Unter dem Aspekt der Ermittlung des wirtschaftlich günstigsten Angebots, des Gleichbehandlungsgebots, des Transparenzgebots sowie des Willkürverbots erscheint das Vorgehen der Vergabebehörde sicherlich nicht unhaltbar. Es lässt sich sachlich begründen, dass Positionen, die lediglich als Sicherheitsmargen für das Kostendach geplant sind und deren Verwirklichung noch völlig ungewiss ist, beim Preisvergleich nicht berücksichtigt werden und der Vergleich sich nur auf die wirklich feststehenden und vergleichbaren Leistungsteile beschränkt. Vielmehr müsste das Abstellen auf das "Total der Offerte" - mit Einbezug der Position "Unvorhergesehenes" wie dies die Beschwerdeführerin verlangt - als unhaltbar bezeichnet werden. Dies schon allein deshalb, weil Unvorhergesehenes streng genommen gar nicht verlässlich offeriert werden und deshalb auch beim Preisvergleich nicht berücksichtigt werden kann.
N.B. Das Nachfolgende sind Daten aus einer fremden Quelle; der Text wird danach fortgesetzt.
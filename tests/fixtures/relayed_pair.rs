//! Two clients talking through one relay
//!
//! Builds the full relayed path in memory:
//!
//! ```text
//! alice (RelayConnection) ── stream ── ctx A ═╗
//!                                             ║ RelayContext::pair
//! bob   (RelayConnection) ── stream ── ctx B ═╝
//! ```
//!
//! # Example
//!
//! ```ignore
//! use hopline_integration_tests::fixtures::RelayedPair;
//!
//! #[tokio::test]
//! async fn test_basic_exchange() {
//!     let pair = RelayedPair::new();
//!     let mut alice = pair.alice.conn.into_duplex().unwrap();
//!     alice.sink.send(b"hi".to_vec()).await.unwrap();
//! }
//! ```

use hopline_core::{Duplex, PeerId, RelayConfig};
use hopline_relay::{
    DirectUpgrade, ReconnectFuture, ReconnectHandler, RelayConnection, RelayConnectionOptions, RelayContext,
};
use tokio::sync::mpsc;

/// Buffer size of the in-memory streams
const STREAM_CAPACITY: usize = 32;

/// One client of the pair
pub struct Client {
    /// The client's peer id
    pub id: PeerId,
    /// Connection through the relay
    pub conn: RelayConnection,
    /// Connections handed to the reconnect callback
    pub reconnects: mpsc::UnboundedReceiver<RelayConnection>,
}

/// Two clients bridged through two paired relay contexts
pub struct RelayedPair {
    /// Relaying peer
    pub relay: PeerId,
    /// Dialing client
    pub alice: Client,
    /// Answering client
    pub bob: Client,
    /// Relay state for alice's stream
    pub alice_ctx: RelayContext,
    /// Relay state for bob's stream
    pub bob_ctx: RelayContext,
    config: RelayConfig,
}

impl RelayedPair {
    /// Pair without direct-channel upgrades
    pub fn new() -> Self {
        Self::with_direct(None, None)
    }

    /// Pair with optional direct-channel upgrades per client
    pub fn with_direct(
        alice_direct: Option<DirectUpgrade>,
        bob_direct: Option<DirectUpgrade>,
    ) -> Self {
        crate::test_helpers::init_tracing();

        let config = RelayConfig::default();
        let relay = PeerId::random();
        let alice_id = PeerId::random();
        let bob_id = PeerId::random();

        let (alice_stream, alice_relay_side) = Duplex::pair(STREAM_CAPACITY);
        let (bob_stream, bob_relay_side) = Duplex::pair(STREAM_CAPACITY);

        let alice_ctx = RelayContext::new(alice_relay_side, &config);
        let bob_ctx = RelayContext::new(bob_relay_side, &config);
        RelayContext::pair(&alice_ctx, &bob_ctx).expect("fresh contexts");

        let alice = open_client(alice_stream, relay, alice_id, bob_id, alice_direct, &config);
        let bob = open_client(bob_stream, relay, bob_id, alice_id, bob_direct, &config);

        Self {
            relay,
            alice,
            bob,
            alice_ctx,
            bob_ctx,
            config,
        }
    }

    /// Replace alice's physical stream, as after a dropped link
    ///
    /// Alice redials with a fresh connection and the relay swaps the new
    /// stream into her context; bob learns about it through RESTART.
    pub fn redial_alice(&mut self) {
        let (stream, relay_side) = Duplex::pair(STREAM_CAPACITY);
        self.alice = open_client(
            stream,
            self.relay,
            self.alice.id,
            self.bob.id,
            None,
            &self.config,
        );
        self.alice_ctx.update(relay_side);
    }
}

impl Default for RelayedPair {
    fn default() -> Self {
        Self::new()
    }
}

fn open_client(
    stream: Duplex,
    relay: PeerId,
    local: PeerId,
    counterparty: PeerId,
    direct: Option<DirectUpgrade>,
    config: &RelayConfig,
) -> Client {
    let (reconnect_tx, reconnects) = mpsc::unbounded_channel();
    let on_reconnect: ReconnectHandler = std::sync::Arc::new(
        move |conn: RelayConnection, _peer: PeerId| -> ReconnectFuture {
            let tx = reconnect_tx.clone();
            Box::pin(async move {
                let _ = tx.send(conn);
            })
        },
    );

    let conn = RelayConnection::new(RelayConnectionOptions {
        stream,
        local,
        relay,
        counterparty,
        on_reconnect,
        direct,
        config: config.clone(),
    });

    Client {
        id: local,
        conn,
        reconnects,
    }
}
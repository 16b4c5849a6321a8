//! Priority queue of pending control and signalling frames.
//!
//! Frames are ordered by [`frame::compare`](crate::frame::compare), FIFO among
//! frames with the same prefix. A STOP short-circuits everything: once it is
//! queued every other entry is discarded, and later pushes are ignored until
//! the STOP has been popped.

use crate::error::QueueError;
use crate::frame::{self, Frame};
use std::cmp::Ordering;
use std::collections::BinaryHeap;
use std::sync::Mutex;
use tokio::sync::watch;

#[derive(Debug)]
struct Entry {
    seq: u64,
    frame: Vec<u8>,
}

impl PartialEq for Entry {
    fn eq(&self, other: &Self) -> bool {
        self.cmp(other) == Ordering::Equal
    }
}

impl Eq for Entry {}

impl PartialOrd for Entry {
    fn partial_cmp(&self, other: &Self) -> Option<Ordering> {
        Some(self.cmp(other))
    }
}

impl Ord for Entry {
    // BinaryHeap is a max-heap: the frame that must go out first is "greatest".
    fn cmp(&self, other: &Self) -> Ordering {
        frame::compare(&other.frame, &self.frame).then_with(|| other.seq.cmp(&self.seq))
    }
}

#[derive(Debug, Default)]
struct Heap {
    entries: BinaryHeap<Entry>,
    next_seq: u64,
    stop_pending: bool,
}

/// Status queue with a level-triggered readiness signal
#[derive(Debug)]
pub struct StatusQueue {
    heap: Mutex<Heap>,
    ready: watch::Sender<bool>,
}

impl StatusQueue {
    /// Create an empty queue
    #[must_use]
    pub fn new() -> Self {
        let (ready, _) = watch::channel(false);
        Self {
            heap: Mutex::new(Heap::default()),
            ready,
        }
    }

    /// Queue a framed message and mark the queue ready
    pub fn push(&self, msg: Vec<u8>) {
        {
            let mut heap = self.lock();

            if heap.stop_pending {
                tracing::trace!("STOP pending, dropping queued message");
                return;
            }

            if Frame::is_stop(&msg) {
                heap.entries.clear();
                heap.stop_pending = true;
            }

            let seq = heap.next_seq;
            heap.next_seq += 1;
            heap.entries.push(Entry { seq, frame: msg });
        }

        self.ready.send_replace(true);
    }

    /// Take the next message
    ///
    /// # Errors
    ///
    /// Returns [`QueueError::Empty`] if nothing is queued.
    pub fn pop(&self) -> Result<Vec<u8>, QueueError> {
        let mut heap = self.lock();

        let msg = if heap.stop_pending {
            heap.entries.clear();
            heap.stop_pending = false;
            Frame::stop()
        } else {
            heap.entries.pop().ok_or(QueueError::Empty)?.frame
        };

        if heap.entries.is_empty() {
            self.ready.send_replace(false);
        }

        Ok(msg)
    }

    /// Number of queued messages
    #[must_use]
    pub fn len(&self) -> usize {
        self.lock().entries.len()
    }

    /// Returns `true` if nothing is queued
    #[must_use]
    pub fn is_empty(&self) -> bool {
        self.len() == 0
    }

    /// Wait until at least one message is queued
    pub async fn ready(&self) {
        let mut rx = self.ready.subscribe();
        // The sender lives as long as `self`, so this cannot fail.
        let _ = rx.wait_for(|ready| *ready).await;
    }

    fn lock(&self) -> std::sync::MutexGuard<'_, Heap> {
        self.heap
            .lock()
            .unwrap_or_else(std::sync::PoisonError::into_inner)
    }
}

impl Default for StatusQueue {
    fn default() -> Self {
        Self::new()
    }
}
d) Es wäre zwar durchaus wünschbar, dass sowohl in den Ausschreibungsunterlagen allgemein als auch im Offertformular im Speziellen klar auf die Bedeutung der Position "Unvorhergesehenes" hingewiesen wird. Diesbezüglich besteht ein gewisses Transparenzdefizit, namentlich für einen erstmalig Offerierenden. Ein willkürliches Verhalten kann in der Art und Weise, wie die Vergleichbarkeit der Offerten unter Ausklammerung der Position "Unvorhergesehenes" hergestellt wurde, jedoch nicht erblickt werden. Es gibt sachliche Gründe dafür, dass namentlich unter dem Aspekt der Ermittlung des wirtschaftlich günstigsten Angebots nur diejenigen Kostenpositionen miteinander verglichen werden, die auch sicher anfallen. Demzufolge ergibt sich, dass die Nichtberücksichtigung der Position "Unvorhergesehenes" beim Preisvergleich sachlich vertretbar ist, weshalb die vorliegende Beschwerde abzuweisen ist.